[Stored items]

—————

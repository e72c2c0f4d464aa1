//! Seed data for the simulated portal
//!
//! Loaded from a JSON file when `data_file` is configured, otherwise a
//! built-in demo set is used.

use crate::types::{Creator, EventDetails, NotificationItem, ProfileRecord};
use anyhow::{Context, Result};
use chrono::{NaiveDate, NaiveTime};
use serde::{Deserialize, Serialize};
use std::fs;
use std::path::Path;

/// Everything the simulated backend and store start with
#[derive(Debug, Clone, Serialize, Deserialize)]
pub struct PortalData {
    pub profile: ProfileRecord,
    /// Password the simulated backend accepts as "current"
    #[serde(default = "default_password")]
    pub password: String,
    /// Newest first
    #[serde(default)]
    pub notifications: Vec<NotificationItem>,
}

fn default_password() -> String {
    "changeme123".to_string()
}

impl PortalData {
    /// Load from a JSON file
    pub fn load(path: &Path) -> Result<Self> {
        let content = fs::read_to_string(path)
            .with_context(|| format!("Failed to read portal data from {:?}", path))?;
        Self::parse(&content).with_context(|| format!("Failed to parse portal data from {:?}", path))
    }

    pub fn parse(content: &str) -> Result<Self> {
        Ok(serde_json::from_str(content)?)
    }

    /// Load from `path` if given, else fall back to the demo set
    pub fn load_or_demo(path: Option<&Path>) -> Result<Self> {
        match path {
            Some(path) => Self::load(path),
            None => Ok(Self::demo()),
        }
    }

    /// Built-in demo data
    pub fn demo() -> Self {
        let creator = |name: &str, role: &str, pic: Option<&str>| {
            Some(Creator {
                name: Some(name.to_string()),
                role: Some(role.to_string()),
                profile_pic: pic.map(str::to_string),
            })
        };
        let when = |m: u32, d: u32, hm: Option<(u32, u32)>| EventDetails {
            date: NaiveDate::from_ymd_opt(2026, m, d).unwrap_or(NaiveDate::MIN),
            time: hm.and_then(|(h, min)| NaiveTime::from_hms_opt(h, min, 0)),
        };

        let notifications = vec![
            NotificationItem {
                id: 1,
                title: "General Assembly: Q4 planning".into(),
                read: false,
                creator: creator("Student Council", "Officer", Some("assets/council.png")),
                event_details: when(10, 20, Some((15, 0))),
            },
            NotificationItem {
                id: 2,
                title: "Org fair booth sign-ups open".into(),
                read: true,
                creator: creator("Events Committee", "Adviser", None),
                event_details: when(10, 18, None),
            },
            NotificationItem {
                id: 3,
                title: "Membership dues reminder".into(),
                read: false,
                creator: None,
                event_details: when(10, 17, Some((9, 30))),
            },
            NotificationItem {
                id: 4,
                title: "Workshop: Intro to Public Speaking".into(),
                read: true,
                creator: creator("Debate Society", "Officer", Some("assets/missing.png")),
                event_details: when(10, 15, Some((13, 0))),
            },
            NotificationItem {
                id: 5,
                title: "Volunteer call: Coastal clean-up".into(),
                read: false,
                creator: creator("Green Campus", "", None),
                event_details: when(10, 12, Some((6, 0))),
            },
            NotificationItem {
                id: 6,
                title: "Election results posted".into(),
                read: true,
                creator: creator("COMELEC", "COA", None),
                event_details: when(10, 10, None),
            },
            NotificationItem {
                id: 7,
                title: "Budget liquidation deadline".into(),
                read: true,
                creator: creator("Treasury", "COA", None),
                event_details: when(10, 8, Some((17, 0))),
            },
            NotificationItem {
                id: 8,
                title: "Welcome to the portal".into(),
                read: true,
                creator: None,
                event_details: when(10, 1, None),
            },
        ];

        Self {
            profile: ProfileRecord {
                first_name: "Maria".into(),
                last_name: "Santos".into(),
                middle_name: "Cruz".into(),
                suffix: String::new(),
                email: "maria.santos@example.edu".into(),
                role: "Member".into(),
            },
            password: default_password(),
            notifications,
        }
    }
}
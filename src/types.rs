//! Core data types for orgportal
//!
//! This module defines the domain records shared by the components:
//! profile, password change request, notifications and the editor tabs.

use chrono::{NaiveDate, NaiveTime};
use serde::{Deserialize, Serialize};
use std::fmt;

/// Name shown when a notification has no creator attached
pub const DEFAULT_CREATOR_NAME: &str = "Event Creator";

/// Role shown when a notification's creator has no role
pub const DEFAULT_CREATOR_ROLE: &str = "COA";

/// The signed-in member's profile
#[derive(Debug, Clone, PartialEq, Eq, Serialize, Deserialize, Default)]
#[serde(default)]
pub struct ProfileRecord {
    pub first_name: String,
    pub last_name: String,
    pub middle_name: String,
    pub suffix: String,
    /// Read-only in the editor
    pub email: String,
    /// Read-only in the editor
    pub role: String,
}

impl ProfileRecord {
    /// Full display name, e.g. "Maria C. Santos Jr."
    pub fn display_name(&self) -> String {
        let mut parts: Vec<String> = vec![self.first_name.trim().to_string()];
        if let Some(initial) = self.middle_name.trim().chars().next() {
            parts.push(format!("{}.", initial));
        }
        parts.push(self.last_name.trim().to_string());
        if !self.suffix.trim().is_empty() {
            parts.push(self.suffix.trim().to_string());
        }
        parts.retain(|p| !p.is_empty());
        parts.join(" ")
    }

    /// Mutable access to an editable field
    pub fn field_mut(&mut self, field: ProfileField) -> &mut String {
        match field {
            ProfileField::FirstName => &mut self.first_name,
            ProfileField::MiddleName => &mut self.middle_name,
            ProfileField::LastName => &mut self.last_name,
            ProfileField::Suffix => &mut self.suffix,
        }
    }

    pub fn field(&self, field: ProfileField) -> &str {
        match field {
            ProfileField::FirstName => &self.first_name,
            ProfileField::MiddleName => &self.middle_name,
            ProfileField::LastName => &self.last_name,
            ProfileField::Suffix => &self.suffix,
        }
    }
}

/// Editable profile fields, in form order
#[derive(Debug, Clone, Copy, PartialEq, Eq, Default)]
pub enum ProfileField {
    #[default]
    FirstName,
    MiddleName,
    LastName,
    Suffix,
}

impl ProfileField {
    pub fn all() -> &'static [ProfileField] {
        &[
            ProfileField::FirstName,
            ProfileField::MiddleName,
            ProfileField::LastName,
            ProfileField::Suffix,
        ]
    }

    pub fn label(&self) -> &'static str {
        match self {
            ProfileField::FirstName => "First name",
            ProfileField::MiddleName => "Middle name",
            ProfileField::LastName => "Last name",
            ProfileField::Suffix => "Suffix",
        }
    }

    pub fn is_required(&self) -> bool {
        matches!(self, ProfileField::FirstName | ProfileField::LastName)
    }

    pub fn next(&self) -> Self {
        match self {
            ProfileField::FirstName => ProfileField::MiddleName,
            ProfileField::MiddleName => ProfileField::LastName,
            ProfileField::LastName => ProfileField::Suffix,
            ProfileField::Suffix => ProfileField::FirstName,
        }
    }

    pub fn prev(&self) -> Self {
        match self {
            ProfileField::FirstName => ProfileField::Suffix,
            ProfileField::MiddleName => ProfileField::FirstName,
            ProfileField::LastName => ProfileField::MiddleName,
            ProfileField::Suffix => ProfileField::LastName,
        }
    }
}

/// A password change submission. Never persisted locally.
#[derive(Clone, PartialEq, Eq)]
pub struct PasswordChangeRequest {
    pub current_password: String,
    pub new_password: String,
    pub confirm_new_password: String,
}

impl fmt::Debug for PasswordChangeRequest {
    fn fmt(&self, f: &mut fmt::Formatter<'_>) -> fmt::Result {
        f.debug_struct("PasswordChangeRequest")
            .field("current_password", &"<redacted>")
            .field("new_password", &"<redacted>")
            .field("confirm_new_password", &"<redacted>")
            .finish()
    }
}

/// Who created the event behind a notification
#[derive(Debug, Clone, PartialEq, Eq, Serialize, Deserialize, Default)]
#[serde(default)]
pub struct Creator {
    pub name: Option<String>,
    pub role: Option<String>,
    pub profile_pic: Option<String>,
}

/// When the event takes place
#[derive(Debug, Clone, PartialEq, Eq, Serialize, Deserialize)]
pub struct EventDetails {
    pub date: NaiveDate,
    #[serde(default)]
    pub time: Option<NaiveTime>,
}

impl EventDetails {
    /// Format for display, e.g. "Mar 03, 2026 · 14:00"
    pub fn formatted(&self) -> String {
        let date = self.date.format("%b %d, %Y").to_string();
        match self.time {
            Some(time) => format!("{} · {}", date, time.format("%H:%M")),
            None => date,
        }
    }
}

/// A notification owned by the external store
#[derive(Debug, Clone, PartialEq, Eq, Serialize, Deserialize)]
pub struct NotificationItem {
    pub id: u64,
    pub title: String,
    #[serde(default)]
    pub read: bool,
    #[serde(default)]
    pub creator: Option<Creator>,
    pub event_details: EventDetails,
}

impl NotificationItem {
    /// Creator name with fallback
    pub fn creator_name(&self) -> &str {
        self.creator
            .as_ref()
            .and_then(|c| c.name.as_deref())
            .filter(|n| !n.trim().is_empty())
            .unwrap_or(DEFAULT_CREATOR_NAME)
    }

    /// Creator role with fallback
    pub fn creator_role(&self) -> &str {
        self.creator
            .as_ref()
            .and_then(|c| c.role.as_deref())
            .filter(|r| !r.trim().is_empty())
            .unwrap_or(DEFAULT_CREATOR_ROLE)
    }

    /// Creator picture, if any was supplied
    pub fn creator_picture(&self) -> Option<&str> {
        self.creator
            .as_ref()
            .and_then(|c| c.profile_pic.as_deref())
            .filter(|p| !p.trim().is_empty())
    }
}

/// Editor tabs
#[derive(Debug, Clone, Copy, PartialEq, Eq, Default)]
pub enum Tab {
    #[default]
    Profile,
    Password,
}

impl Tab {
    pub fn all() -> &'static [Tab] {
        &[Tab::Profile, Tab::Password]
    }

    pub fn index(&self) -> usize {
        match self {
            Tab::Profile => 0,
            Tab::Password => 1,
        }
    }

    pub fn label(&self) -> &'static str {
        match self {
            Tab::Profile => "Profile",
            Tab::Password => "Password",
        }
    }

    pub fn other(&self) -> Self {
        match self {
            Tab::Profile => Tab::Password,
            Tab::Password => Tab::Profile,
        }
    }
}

—————

**Work to be completed:** Across the data above, how many lines carry the word "tabs"? Only the number is needed.

**Completed task:** 2